[Start of section]

//! Conditional logging macros.
//!
//! With the `tracing` feature these are the `tracing` macros themselves.
//! Without it they expand to nothing, so geometry code can log freely.

#[cfg(feature = "tracing")]
pub use tracing::{debug, trace, warn};

#[cfg(not(feature = "tracing"))]
#[macro_export]
#[doc(hidden)]
macro_rules! __blockgeom_debug {
    ($($arg:tt)*) => {};
}

#[cfg(not(feature = "tracing"))]
#[macro_export]
#[doc(hidden)]
macro_rules! __blockgeom_trace {
    ($($arg:tt)*) => {};
}

#[cfg(not(feature = "tracing"))]
#[macro_export]
#[doc(hidden)]
macro_rules! __blockgeom_warn {
    ($($arg:tt)*) => {};
}

#[cfg(not(feature = "tracing"))]
pub use crate::{
    __blockgeom_debug as debug, __blockgeom_trace as trace, __blockgeom_warn as warn,
};
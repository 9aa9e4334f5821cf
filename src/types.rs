//! Strongly-typed numeric primitives (zero-cost newtypes).
//!
//! Shape code never handles raw `f64` coordinates directly: positions are
//! `Length`s and displacements are `Offset`s.

use std::fmt;
use std::ops::{Add, AddAssign, Div, Mul, Neg, Sub, SubAssign};

use crate::errors::{GeometryError, Result};

/// A coordinate or distance along one axis
#[derive(Clone, Copy, Debug, PartialEq, PartialOrd, Default)]
#[repr(transparent)]
pub struct Length(pub f64);

impl Length {
    pub const ZERO: Length = Length(0.0);

    /// Create a Length with validation (rejects NaN/infinite)
    #[inline]
    pub fn try_new(val: f64) -> Result<Length> {
        if val.is_finite() {
            Ok(Length(val))
        } else {
            Err(GeometryError::InvalidNumeric { value: val })
        }
    }

    /// Get the absolute value
    #[inline]
    pub fn abs(self) -> Length {
        Length(self.0.abs())
    }

    /// Get the minimum of two lengths
    #[inline]
    pub fn min(self, other: Length) -> Length {
        Length(self.0.min(other.0))
    }

    /// Get the maximum of two lengths
    #[inline]
    pub fn max(self, other: Length) -> Length {
        Length(self.0.max(other.0))
    }

    /// Get the raw value (use sparingly, prefer typed operations)
    #[inline]
    pub fn raw(self) -> f64 {
        self.0
    }

    #[inline]
    pub fn is_finite(self) -> bool {
        self.0.is_finite()
    }
}

impl From<f64> for Length {
    fn from(val: f64) -> Self {
        Length(val)
    }
}

impl Add for Length {
    type Output = Length;
    fn add(self, rhs: Length) -> Length { Length(self.0 + rhs.0) }
}
impl Sub for Length {
    type Output = Length;
    fn sub(self, rhs: Length) -> Length { Length(self.0 - rhs.0) }
}
impl Mul<f64> for Length {
    type Output = Length;
    fn mul(self, rhs: f64) -> Length { Length(self.0 * rhs) }
}
impl Div<f64> for Length {
    type Output = Length;
    fn div(self, rhs: f64) -> Length { Length(self.0 / rhs) }
}
impl Neg for Length {
    type Output = Length;
    fn neg(self) -> Length { Length(-self.0) }
}

impl AddAssign for Length {
    fn add_assign(&mut self, rhs: Length) {
        self.0 += rhs.0;
    }
}

impl SubAssign for Length {
    fn sub_assign(&mut self, rhs: Length) {
        self.0 -= rhs.0;
    }
}

impl fmt::Display for Length {
    fn fmt(&self, f: &mut fmt::Formatter<'_>) -> fmt::Result {
        write!(f, "{}", self.0)
    }
}

/// A displacement (not an absolute position).
/// `Point + Offset = Point`; negating an offset undoes a translation.
#[derive(Clone, Copy, Debug, PartialEq, Default)]
pub struct Offset {
    pub dx: Length,
    pub dy: Length,
}

impl Offset {
    pub fn new(dx: impl Into<Length>, dy: impl Into<Length>) -> Self {
        Offset {
            dx: dx.into(),
            dy: dy.into(),
        }
    }
}

impl Neg for Offset {
    type Output = Offset;
    fn neg(self) -> Offset {
        Offset { dx: -self.dx, dy: -self.dy }
    }
}

impl Add for Offset {
    type Output = Offset;
    fn add(self, rhs: Offset) -> Offset {
        Offset {
            dx: self.dx + rhs.dx,
            dy: self.dy + rhs.dy,
        }
    }
}
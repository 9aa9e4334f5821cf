//! Canonical-radian angles.
//!
//! An [`Angle`] stores its raw radian measure exactly as constructed. The
//! canonical view in `(-π, π]` is derived on demand by [`normalize_rads`], so
//! arithmetic on angles never loses the number of full turns involved.
//!
//! Two notions of sameness exist:
//! - equality (`==`) compares raw measures bit for bit, so `0` and `2π` differ;
//! - [`Angle::equivalent`] compares canonical views, so `0`, `2π` and `-2π` agree.

use std::f64::consts::{FRAC_PI_2, PI, TAU};
use std::fmt;
use std::hash::{Hash, Hasher};
use std::ops::{Add, Div, Mul, Neg, Sub};

use crate::defaults;

/// Reduce a radian measure into `(-π, π]`.
///
/// Uses a euclidean remainder, so negative inputs and inputs many turns away
/// from zero land in the same interval.
pub fn normalize_rads(rads: f64) -> f64 {
    let r = rads.rem_euclid(TAU);
    if r > PI { r - TAU } else { r }
}

/// An angle in radians
#[derive(Clone, Copy, Debug, Default)]
pub struct Angle(pub f64);

impl Angle {
    pub const ZERO: Angle = Angle(0.0);

    pub fn from_radians(rads: f64) -> Self {
        Angle(rads)
    }

    pub fn from_degrees(degrees: f64) -> Self {
        Angle(degrees * TAU / 360.0)
    }

    /// The measure as constructed, without normalization
    #[inline]
    pub fn raw(self) -> f64 {
        self.0
    }

    /// The canonical measure in `(-π, π]`
    pub fn radians(self) -> f64 {
        normalize_rads(self.0)
    }

    /// The canonical measure converted to degrees, in `(-180, 180]`
    pub fn degrees(self) -> f64 {
        360.0 * (self.radians() / TAU)
    }

    /// A quarter turn counter-clockwise, normalized
    pub fn perpendicular(self) -> Angle {
        Angle(normalize_rads(self.0 + FRAC_PI_2))
    }

    /// A half turn, normalized
    pub fn opposite(self) -> Angle {
        Angle(normalize_rads(self.0 + PI))
    }

    /// Division that refuses a zero or non-finite divisor instead of
    /// producing an infinite or NaN measure.
    pub fn checked_div(self, divisor: f64) -> Option<Angle> {
        if divisor == 0.0 || !divisor.is_finite() {
            None
        } else {
            Some(Angle(self.0 / divisor))
        }
    }

    pub fn sin(self) -> f64 {
        self.radians().sin()
    }

    pub fn cos(self) -> f64 {
        self.radians().cos()
    }

    pub fn tan(self) -> f64 {
        self.radians().tan()
    }

    pub fn asin(self) -> f64 {
        self.radians().asin()
    }

    pub fn acos(self) -> f64 {
        self.radians().acos()
    }

    pub fn atan(self) -> f64 {
        self.radians().atan()
    }

    /// True when both angles point the same way, whatever their turn counts.
    pub fn equivalent(&self, other: &Angle) -> bool {
        self.radians() == other.radians()
    }

    /// Like [`Angle::equivalent`], but accepts canonical views that differ by
    /// at most `tolerance` radians around the circle. Arithmetic round trips
    /// rarely land on identical bits, so comparisons of computed angles use this.
    pub fn equivalent_within(&self, other: &Angle, tolerance: f64) -> bool {
        normalize_rads(self.radians() - other.radians()).abs() <= tolerance
    }
}

// Raw bit identity: 0.0 and -0.0 differ, a NaN equals itself.
impl PartialEq for Angle {
    fn eq(&self, other: &Angle) -> bool {
        self.0.to_bits() == other.0.to_bits()
    }
}

impl Eq for Angle {}

impl Hash for Angle {
    fn hash<H: Hasher>(&self, state: &mut H) {
        self.0.to_bits().hash(state);
    }
}

impl Add for Angle {
    type Output = Angle;
    fn add(self, rhs: Angle) -> Angle { Angle(self.0 + rhs.0) }
}
impl Sub for Angle {
    type Output = Angle;
    fn sub(self, rhs: Angle) -> Angle { Angle(self.0 - rhs.0) }
}
impl Mul<f64> for Angle {
    type Output = Angle;
    fn mul(self, rhs: f64) -> Angle { Angle(self.0 * rhs) }
}

// NOTE: a zero divisor follows IEEE semantics (inf/NaN measure).
// Use Angle::checked_div() to reject it up front.
impl Div<f64> for Angle {
    type Output = Angle;
    fn div(self, rhs: f64) -> Angle {
        if rhs == 0.0 {
            crate::log::warn!(rads = self.0, "angle divided by zero");
        }
        Angle(self.0 / rhs)
    }
}

/// Negates the raw measure. Unlike [`Angle::opposite`], no normalization happens.
impl Neg for Angle {
    type Output = Angle;
    fn neg(self) -> Angle { Angle(-self.0) }
}

impl fmt::Display for Angle {
    fn fmt(&self, f: &mut fmt::Formatter<'_>) -> fmt::Result {
        let named = defaults::NAMED_PI_FRACTIONS
            .iter()
            .find(|(value, _)| value.to_bits() == self.0.to_bits());

        match named {
            Some((_, symbol)) => write!(f, "{} radians", symbol),
            None => write!(
                f,
                "{:.*} radians",
                defaults::ANGLE_DISPLAY_PRECISION,
                self.0
            ),
        }
    }
}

[End of section]

» Activity: Lines that hold "lengths" are the ones to copy, so pick each out from the data.

» Response to this task:
    /// Get the minimum of two lengths
    /// Get the maximum of two lengths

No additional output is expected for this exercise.